January 7, 2004
Rise and fall.
No one but staff at Simon & Schuster and Peter Biskind himself had seen a copy of Down and Dirty Pictures: Miramax, Sundance and the Rise of Independent Film until this past weekend, but already, at least two reviews are out.
Whose first impressions could you possibly want more than those of indieWIRE's founding editor? In all its various evolutionary phases, that publication has probably been following indie film more closely than any other. And Eugene Hernandez does not disappoint. His piece is not so much a review as a primer of what those of us who've been eagerly (maybe even a bit perversely) anticipating this book can expect. He's even called Biskind up to check on a few hot points and to get him to nail the gist:
"I found myself saying [on a book tour] that the independent scene carried the torch of the 70s, in the 90s," Biskind told indieWIRE. Yet, those familiar with Biskind's Easy Riders, Raging Bulls will notice a different approach to this decade. It is not about the films, it is about the business of the movies, that's the story that, according to Biskind, defined the 90s. "This is a distribution and marketing story."

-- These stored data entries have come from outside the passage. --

use serde::{Deserialize, Serialize};
use std::collections::BTreeMap;

/// Lower bound of the rating scale
pub const ATTRIBUTE_MIN: f64 = 1.0;
/// Upper bound of the rating scale
pub const ATTRIBUTE_MAX: f64 = 10.0;

pub const ATTRIBUTE_COUNT: usize = 11;

/// Player rating consumed by suitability providers.
///
/// Accepts both snake_case keys and the coaching form labels
/// (e.g. `"Sprint speed"`).
#[derive(Debug, Clone, Copy, PartialEq, Eq, PartialOrd, Ord, Hash, Serialize, Deserialize)]
#[serde(rename_all = "snake_case")]
pub enum Attribute {
    #[serde(alias = "Sprint speed")]
    SprintSpeed,
    #[serde(alias = "Stamina")]
    Stamina,
    #[serde(alias = "Strength")]
    Strength,
    #[serde(alias = "Tactical Awareness")]
    TacticalAwareness,
    #[serde(alias = "Ball control")]
    BallControl,
    #[serde(alias = "Dribbling")]
    Dribbling,
    #[serde(alias = "Finishing")]
    Finishing,
    #[serde(alias = "Long passing")]
    LongPassing,
    #[serde(alias = "Short passing")]
    ShortPassing,
    #[serde(alias = "Shot power")]
    ShotPower,
    #[serde(alias = "Tackling")]
    Tackling,
}

impl Attribute {
    pub const ALL: [Attribute; ATTRIBUTE_COUNT] = [
        Attribute::SprintSpeed,
        Attribute::Stamina,
        Attribute::Strength,
        Attribute::TacticalAwareness,
        Attribute::BallControl,
        Attribute::Dribbling,
        Attribute::Finishing,
        Attribute::LongPassing,
        Attribute::ShortPassing,
        Attribute::ShotPower,
        Attribute::Tackling,
    ];

    pub fn index(self) -> usize {
        self as usize
    }

    pub fn label(&self) -> &'static str {
        match self {
            Attribute::SprintSpeed => "Sprint speed",
            Attribute::Stamina => "Stamina",
            Attribute::Strength => "Strength",
            Attribute::TacticalAwareness => "Tactical Awareness",
            Attribute::BallControl => "Ball control",
            Attribute::Dribbling => "Dribbling",
            Attribute::Finishing => "Finishing",
            Attribute::LongPassing => "Long passing",
            Attribute::ShortPassing => "Short passing",
            Attribute::ShotPower => "Shot power",
            Attribute::Tackling => "Tackling",
        }
    }
}

/// Fixed-size rating vector, every value clamped to [1, 10].
///
/// Missing attributes deserialize to the scale minimum.
#[derive(Debug, Clone, Copy, PartialEq, Serialize, Deserialize)]
#[serde(from = "BTreeMap<Attribute, f64>", into = "BTreeMap<Attribute, f64>")]
pub struct AttributeVector {
    values: [f64; ATTRIBUTE_COUNT],
}

fn clamp_rating(value: f64) -> f64 {
    if value.is_nan() {
        ATTRIBUTE_MIN
    } else {
        value.clamp(ATTRIBUTE_MIN, ATTRIBUTE_MAX)
    }
}

impl AttributeVector {
    pub fn new(values: [f64; ATTRIBUTE_COUNT]) -> Self {
        Self { values: values.map(clamp_rating) }
    }

    /// Every attribute set to `value` (clamped).
    pub fn uniform(value: f64) -> Self {
        Self::new([value; ATTRIBUTE_COUNT])
    }

    pub fn get(&self, attribute: Attribute) -> f64 {
        self.values[attribute.index()]
    }

    pub fn with(mut self, attribute: Attribute, value: f64) -> Self {
        self.values[attribute.index()] = clamp_rating(value);
        self
    }

    pub fn values(&self) -> &[f64; ATTRIBUTE_COUNT] {
        &self.values
    }
}

impl From<BTreeMap<Attribute, f64>> for AttributeVector {
    fn from(map: BTreeMap<Attribute, f64>) -> Self {
        let mut values = [ATTRIBUTE_MIN; ATTRIBUTE_COUNT];
        for (attribute, value) in map {
            values[attribute.index()] = value;
        }
        Self::new(values)
    }
}

impl From<AttributeVector> for BTreeMap<Attribute, f64> {
    fn from(vector: AttributeVector) -> Self {
        Attribute::ALL.iter().map(|&a| (a, vector.get(a))).collect()
    }
}
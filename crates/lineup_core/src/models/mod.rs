pub mod formation;
pub mod position;
pub mod suitability;

pub use formation::{Formation, FormationKind, FormationSlot};
pub use position::PositionCode;
pub use suitability::PlayerSuitability;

It's the story we've needed between covers for a while now. John Pierson's Spike, Mike, Slackers & Dykes is fine and fun, but it's also a first-person narrative that unravels too early, that is, when Pierson seems to go sour on the scene. As for the films themselves, well, we do already have at least a few of those books. We've needed a single wide perspective on the entire arc of the story (and this one takes us all the way up to the screener ban brouhaha, evidently), if for no other reason than to try to see more clearly what went wrong. As Hernandez interprets Biskind, we don't have to squint too hard: "Indeed, the book could have just as easily been titled, The Rise of Miramax and the Death of Independent Film."
In a surprisingly bland review for the New York Observer, Christopher Carbone suggests simply adding "and Fall" to Biskind's subtitle. Carbone does pinpoint Biskind's appeal in a parenthetical observation that follows the only sentence in all the book's 500+ pages both reviewers quote:
"Judged by one of its original, loftier goals, an institute to help outsiders, Sundance has failed," Mr. Biskind writes. "Women, Native Americans, African-Americans, and the poor still don't have equal access to the camera." (Mr. Biskind's book is testimony to his impressive range: He switches easily between rank gossip and pious sentiment.)
Related reading: Back in April 2000, Peter Biskind talked to seven key players in the whole indie thing for The Nation. The participants: Allison Anders, Alexander Payne, Kimberly Peirce, John Pierson, David O. Russell, Kevin Smith and Christine Vachon.